Under inheritance rules at the time, this meant that the bachelor was ineligible to reign in the sun-drenched tax haven.
The next in line to the throne at the time was Louis II’s cousin, Wilhelm, the Second Duke of Urach – a German nobleman from Mr de Causans’ branch of the family.
But Jean-Marc Descoubès, a lawyer for Mr de Causans, said that ‘it was quite simply unacceptable for a German to reign over Monaco then, on the eve of the First World War’.
Under French pressure in 1911, a law was passed that allowed Louis II to reign. The law change enabled him to adopt Charlotte Louise – the illegitimate daughter he had with his cabaret-singing lover Marie-Juliette Louvet. In doing so, he was then able to get round the succession problem.
According to the Guardian, Mr de Causans said a child ‘who had no connection to the royal family’ later succeeded to the throne.
Descoubès told the BBC:
‘There were secret meetings in Paris and Monaco between the French ambassador and Monaco authorities, they signed a secret pact. I have some evidence, and will give it to the court if the French government doesn’t want to pay.’

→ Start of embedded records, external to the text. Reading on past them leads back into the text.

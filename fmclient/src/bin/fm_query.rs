//! Run a find against one layout and print the decoded records as JSON.
//!
//! Connection settings come from `FILEMAKER_*` environment variables or a
//! configuration file; the query comes from the command line.
#![cfg_attr(not(any(test, doctest)), deny(clippy::unwrap_used))]
#![cfg_attr(not(any(test, doctest)), deny(clippy::expect_used))]

use std::ffi::OsString;
use std::io::{self, Write};
use std::sync::Arc;

use clap::Parser;
use fmclient::domain::ports::ResultSetClient;
use fmclient::domain::{Action, Command, Range, Search};
use fmclient::outbound::http::{ConnectionSettings, HttpConnection};
use fmclient::outbound::result_set::XmlResultSetClient;
use ortho_config::OrthoConfig;
use tokio::runtime::Builder;
use tracing::{debug, warn};
use tracing_subscriber::{EnvFilter, fmt};

/// `fm-query` command arguments.
#[derive(Debug, Clone, Parser)]
#[command(
    name = "fm-query",
    about = "Find records on a FileMaker layout and print them as JSON",
    version
)]
struct CliArgs {
    /// Layout to search.
    #[arg(long, value_name = "name")]
    layout: String,
    /// Search criterion as `field=value`; repeat for several fields.
    #[arg(long = "find", value_name = "field=value", value_parser = parse_criterion)]
    criteria: Vec<(String, String)>,
    /// Send criteria verbatim instead of escaping search operators.
    #[arg(long)]
    raw: bool,
    /// Maximum number of records to return.
    #[arg(long, value_name = "count")]
    limit: Option<u64>,
    /// Number of records to skip.
    #[arg(long, value_name = "count")]
    skip: Option<u64>,
}

fn main() -> io::Result<()> {
    if let Err(error) = fmt()
        .with_env_filter(EnvFilter::from_default_env())
        .with_writer(io::stderr)
        .json()
        .try_init()
    {
        warn!(error = %error, "tracing init failed");
    }

    let runtime = Builder::new_current_thread()
        .enable_all()
        .build()
        .map_err(|error| io::Error::other(format!("create Tokio runtime: {error}")))?;
    runtime.block_on(async_main())
}

async fn async_main() -> io::Result<()> {
    let args = CliArgs::try_parse().map_err(io::Error::other)?;
    let settings = ConnectionSettings::load_from_iter([OsString::from("fm-query")])
        .map_err(|error| io::Error::other(format!("load settings: {error}")))?;
    let server_time_zone = settings
        .server_time_zone()
        .map_err(|error| io::Error::other(error.to_string()))?;
    let connection = HttpConnection::from_settings(&settings)
        .map_err(|error| io::Error::other(format!("build connection: {error}")))?;
    let client = XmlResultSetClient::new(Arc::new(connection), server_time_zone);

    let command = build_command(&args)?;
    debug!(command = %command, "running query");
    let records = client
        .execute(&command)
        .await
        .map_err(|error| io::Error::other(format!("query failed: {error}")))?;

    let mut stdout = io::stdout().lock();
    for record in records.iter() {
        serde_json::to_writer(&mut stdout, record).map_err(io::Error::other)?;
        writeln!(stdout)?;
    }
    writeln!(
        stdout,
        "fetched={} total_count={}",
        records.len(),
        records.total_count()
    )?;
    Ok(())
}

fn build_command(args: &CliArgs) -> io::Result<Command> {
    let collected: Search = args.criteria.iter().cloned().collect();
    let search = if args.raw { collected.raw() } else { collected };
    let action = if search.is_empty() {
        Action::FindAll
    } else {
        Action::Find
    };

    let mut parameters = search.to_parameters();
    parameters.extend(Range::new(args.limit, args.skip).to_parameters());
    let command = Command::new(args.layout.as_str(), parameters)
        .map_err(|error| io::Error::other(format!("invalid query: {error}")))?;
    Ok(command.with_action(action))
}

fn parse_criterion(raw: &str) -> Result<(String, String), String> {
    raw.split_once('=')
        .filter(|(field, _)| !field.is_empty())
        .map(|(field, value)| (field.to_owned(), value.to_owned()))
        .ok_or_else(|| format!("expected field=value, got \"{raw}\""))
}
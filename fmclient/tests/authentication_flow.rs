//! End-to-end authentication through the result-set client.

mod support;

use std::sync::Arc;

use chrono_tz::Tz;
use fmclient::domain::ports::{ConnectionError, FixtureIdentityHandler, IdentityHandler};
use fmclient::domain::{AuthenticationError, AuthenticationResult, Authenticator, ErrorKind};
use fmclient::outbound::result_set::XmlResultSetClient;
use support::{ScriptedConnection, error_document, people_document};

fn authenticator(
    response: Result<String, ConnectionError>,
) -> (
    Authenticator<XmlResultSetClient<ScriptedConnection>>,
    Arc<ScriptedConnection>,
) {
    let connection = Arc::new(ScriptedConnection::new([response]));
    let client = Arc::new(XmlResultSetClient::new(Arc::clone(&connection), Tz::UTC));
    let handler: Arc<dyn IdentityHandler> = Arc::new(FixtureIdentityHandler);
    (
        Authenticator::new(client, handler, "Web Users", "username"),
        connection,
    )
}

#[tokio::test]
async fn matching_user_record_authenticates() {
    let (auth, connection) = authenticator(Ok(people_document(&[(3, 1, "ada")])));

    let result = auth.authenticate("ada", "secret").await.expect("request succeeds");

    assert!(result.is_authenticated());
    assert_eq!(result.identity().map(|identity| identity.username()), Some("ada"));
    assert_eq!(
        connection.sent(),
        vec!["-lay=Web+Users&username=%3D%3Dada&-find"]
    );
}

#[tokio::test]
async fn http_401_means_invalid_credentials() {
    let (auth, _) = authenticator(Err(ConnectionError::unsuccessful_response(401_u16)));

    let result = auth.authenticate("ada", "wrong").await.expect("not an error");

    assert_eq!(result, AuthenticationResult::InvalidCredentials);
}

#[tokio::test]
async fn accepted_credentials_without_user_record_are_invalid_results() {
    let (auth, _) = authenticator(Ok(error_document(401)));

    let error = auth
        .authenticate("ada", "secret")
        .await
        .expect_err("no user record");

    assert!(matches!(error, AuthenticationError::EmptyResultSet));
    assert_eq!(error.kind(), ErrorKind::InvalidResult);
}

#[tokio::test]
async fn server_errors_propagate() {
    let (auth, _) = authenticator(Err(ConnectionError::unsuccessful_response(503_u16)));

    let error = auth
        .authenticate("ada", "secret")
        .await
        .expect_err("server unavailable");

    assert_eq!(error.kind(), ErrorKind::Protocol);
}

Mr de Causans insists that under the rules at the time, his branch of the Grimaldi family should have inherited the throne in the tiny Mediterranean principality.
‘I thought it was the Grimaldis’ fault, but then I found out it was the French state that caused this dramatic turnaround for us.’
The claim figure of €351m is the result of calculations made by accountants and lawyers based on Mr de Causans’s age and the Grimaldi fortune, Descoubès told the BBC.